- _WORK TASK_
Search the records for the string "ResponseReadFailed", then copy each line where it appears.

- _INFORMATION GIVEN_
//! Unsplash photo search.

use std::time::Duration;

use futures_util::future::{BoxFuture, FutureExt};
use serde::Deserialize;

use super::{ImageHit, ImageSearchProvider, Orientation};
use crate::config::ProviderSettings;
use crate::error::ProviderError;

const UNSPLASH_API: &str = "https://api.unsplash.com";

pub struct UnsplashClient {
    http: reqwest::Client,
    access_key: String,
    base_url: String,
}

impl UnsplashClient {
    pub fn new(access_key: impl Into<String>) -> Result<Self, ProviderError> {
        let http = reqwest::Client::builder()
            .timeout(Duration::from_secs(10))
            .build()
            .map_err(|e| ProviderError::Http(e.to_string()))?;
        Ok(Self {
            http,
            access_key: access_key.into(),
            base_url: UNSPLASH_API.to_string(),
        })
    }

    pub fn from_settings(settings: &ProviderSettings) -> Result<Self, ProviderError> {
        let key = settings
            .unsplash_access_key
            .as_deref()
            .ok_or(ProviderError::MissingCredential("RECIPE_UNSPLASH_ACCESS_KEY"))?;
        Self::new(key)
    }

    async fn search_photos(
        &self,
        query: &str,
        orientation: Orientation,
    ) -> Result<Option<ImageHit>, ProviderError> {
        let resp = self
            .http
            .get(format!("{}/search/photos", self.base_url))
            .header("Authorization", format!("Client-ID {}", self.access_key))
            .query(&[
                ("query", query),
                ("per_page", "1"),
                ("orientation", orientation.as_str()),
            ])
            .send()
            .await?;

        let status = resp.status();
        if !status.is_success() {
            let body = resp.text().await.unwrap_or_default();
            return Err(ProviderError::Status {
                status: status.as_u16(),
                body: body.chars().take(200).collect(),
            });
        }

        let page: SearchPage = resp.json().await?;
        Ok(page.results.into_iter().next().map(|photo| ImageHit {
            base_url: photo.urls.raw,
        }))
    }
}

impl ImageSearchProvider for UnsplashClient {
    fn search<'a>(
        &'a self,
        query: &'a str,
        orientation: Orientation,
    ) -> BoxFuture<'a, Result<Option<ImageHit>, ProviderError>> {
        self.search_photos(query, orientation).boxed()
    }
}

#[derive(Deserialize)]
struct SearchPage {
    results: Vec<Photo>,
}

#[derive(Deserialize)]
struct Photo {
    urls: PhotoUrls,
}

#[derive(Deserialize)]
struct PhotoUrls {
    raw: String,
}
//! Navigation catalog loaded from `data/navigation.json`.
//!
//! The catalog is read-only once loaded. Packages keep their classes and
//! interfaces in document order; `all_classes` is the flattened list used by
//! search and hash resolution.

use serde::{Deserialize, Serialize};

// =============================================================================
// Entries
// =============================================================================

/// One documented class or interface.
#[derive(Clone, Debug, PartialEq, Eq, Deserialize, Serialize)]
pub struct ClassEntry {
    /// Simple identifier (e.g., "IStrategy")
    pub name: String,
    /// Dotted package path (e.g., "docbox.strategy")
    pub package: String,
    /// Globally unique `<package>.<name>` identity
    pub fullname: String,
    /// Short description, only used for search matching
    #[serde(default)]
    pub hint: Option<String>,
}

#[cfg(test)]
impl ClassEntry {
    /// Build an entry whose fullname is derived from package and name.
    pub fn new(package: &str, name: &str) -> Self {
        let fullname = if package.is_empty() {
            name.to_string()
        } else {
            format!("{}.{}", package, name)
        };
        Self {
            name: name.to_string(),
            package: package.to_string(),
            fullname,
            hint: None,
        }
    }

    pub fn with_hint(mut self, hint: &str) -> Self {
        self.hint = Some(hint.to_string());
        self
    }
}

/// Whether a package member was listed as a class or an interface.
#[derive(Clone, Copy, Debug, PartialEq, Eq)]
pub enum MemberKind {
    Class,
    Interface,
}

/// One package and its members.
#[derive(Clone, Debug, Default, PartialEq, Eq, Deserialize, Serialize)]
pub struct PackageEntry {
    /// Dotted package path, unique in the catalog
    pub name: String,
    #[serde(default)]
    pub classes: Vec<ClassEntry>,
    #[serde(default)]
    pub interfaces: Vec<ClassEntry>,
}

impl PackageEntry {
    /// Classes followed by interfaces, each tagged with its kind.
    pub fn members(&self) -> impl Iterator<Item = (MemberKind, &ClassEntry)> {
        self.classes
            .iter()
            .map(|c| (MemberKind::Class, c))
            .chain(self.interfaces.iter().map(|i| (MemberKind::Interface, i)))
    }

    /// Whether the package name or any member name contains `needle`.
    ///
    /// `needle` must already be lowercase.
    fn matches_lowercase(&self, needle: &str) -> bool {
        self.name.to_lowercase().contains(needle)
            || self
                .members()
                .any(|(_, member)| member.name.to_lowercase().contains(needle))
    }
}

// =============================================================================
// Catalog
// =============================================================================

/// The loaded set of packages and classes (the navigation index).
#[derive(Clone, Debug, Default, PartialEq, Eq, Deserialize, Serialize)]
#[serde(rename_all = "camelCase")]
pub struct Catalog {
    #[serde(default)]
    pub packages: Vec<PackageEntry>,
    #[serde(default)]
    pub all_classes: Vec<ClassEntry>,
}

impl Catalog {
    /// Empty catalog, used before loading and after a failed load.
    pub fn empty() -> Self {
        Self::default()
    }

    /// Parse the navigation JSON document.
    pub fn from_json(json: &str) -> Result<Self, serde_json::Error> {
        serde_json::from_str(json)
    }

    pub fn is_empty(&self) -> bool {
        self.packages.is_empty() && self.all_classes.is_empty()
    }

    /// Exact fullname lookup over the flattened class list.
    pub fn find_by_fullname(&self, fullname: &str) -> Option<&ClassEntry> {
        self.all_classes.iter().find(|c| c.fullname == fullname)
    }

    /// Exact package lookup by name.
    pub fn package(&self, name: &str) -> Option<&PackageEntry> {
        self.packages.iter().find(|p| p.name == name)
    }

    /// Packages whose name, or any class/interface name, contains `filter`
    /// case-insensitively. A blank filter returns every package.
    ///
    /// Packages are never reordered and their member lists are untouched.
    pub fn filtered_packages(&self, filter: &str) -> Vec<&PackageEntry> {
        if filter.trim().is_empty() {
            return self.packages.iter().collect();
        }

        let needle = filter.to_lowercase();
        self.packages
            .iter()
            .filter(|p| p.matches_lowercase(&needle))
            .collect()
    }

    /// Flattened entries that no package lists under the same fullname.
    pub fn orphaned_classes(&self) -> Vec<&ClassEntry> {
        self.all_classes
            .iter()
            .filter(|entry| {
                !self
                    .packages
                    .iter()
                    .any(|p| p.members().any(|(_, m)| m.fullname == entry.fullname))
            })
            .collect()
    }
}
//! Same-origin document fetches bounded by [`FETCH_TIMEOUT_MS`].

use js_sys::{Array, Promise};
use wasm_bindgen::{JsCast, JsValue};
use wasm_bindgen_futures::JsFuture;
use web_sys::{Request, RequestInit, RequestMode, Response, Window};

use crate::config::FETCH_TIMEOUT_MS;
use crate::core::error::FetchError;

/// GET `url` and return the body as text.
///
/// A non-success status is reported as [`FetchError::HttpError`], which the
/// loaders render differently from transport failures.
pub async fn fetch_text(url: &str) -> Result<String, FetchError> {
    let window = web_sys::window().ok_or(FetchError::NoWindow)?;

    let init = RequestInit::new();
    init.set_method("GET");
    init.set_mode(RequestMode::SameOrigin);
    let request =
        Request::new_with_str_and_init(url, &init).map_err(|_| FetchError::RequestCreationFailed)?;

    let response: Response = within_timeout(&window, window.fetch_with_request(&request), FETCH_TIMEOUT_MS)
        .await?
        .dyn_into()
        .map_err(|_| FetchError::InvalidContent)?;
    if !response.ok() {
        return Err(FetchError::HttpError(response.status()));
    }

    let body = response.text().map_err(|_| FetchError::ResponseReadFailed)?;
    JsFuture::from(body)
        .await
        .map_err(|_| FetchError::ResponseReadFailed)?
        .as_string()
        .ok_or(FetchError::InvalidContent)
}

/// Settle `pending` or fail with [`FetchError::Timeout`] after `ms`.
///
/// The timer resolves with `undefined`, which no fetch response can be.
async fn within_timeout(window: &Window, pending: Promise, ms: i32) -> Result<JsValue, FetchError> {
    let timer = Promise::new(&mut |resolve, _| {
        let _ = window.set_timeout_with_callback_and_timeout_and_arguments_0(&resolve, ms);
    });

    let settled = JsFuture::from(Promise::race(&Array::of2(&pending, &timer)))
        .await
        .map_err(|e| FetchError::NetworkError(e.as_string().unwrap_or_else(|| format!("{:?}", e))))?;

    if settled.is_undefined() {
        Err(FetchError::Timeout)
    } else {
        Ok(settled)
    }
}
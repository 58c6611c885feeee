//! Core navigation logic for the documentation viewer.
//!
//! This module provides:
//! - [`ViewState`] navigation state machine and [`LoadTicket`]s
//! - [`HashRouter`] URL fragment sync
//! - [`SearchSession`] class search and keyboard selection
//! - [`FragmentLoader`] class fragment fetching with staleness checks
//! - [`load_catalog`] and theme [`preferences`]

mod catalog;
pub mod error;
pub mod fragment;
pub mod preferences;
pub mod router;
pub mod search;
pub mod source;
pub mod view;

pub use catalog::load_catalog;
pub use fragment::{DomContentRegion, FragmentLoader};
pub use router::{BrowserLocation, HashRouter};
pub use search::SearchSession;
pub use source::HttpSource;
pub use view::{LoadTicket, ViewState};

- _ANSWER SECTION_
    let body = response.text().map_err(|_| FetchError::ResponseReadFailed)?;
        .map_err(|_| FetchError::ResponseReadFailed)?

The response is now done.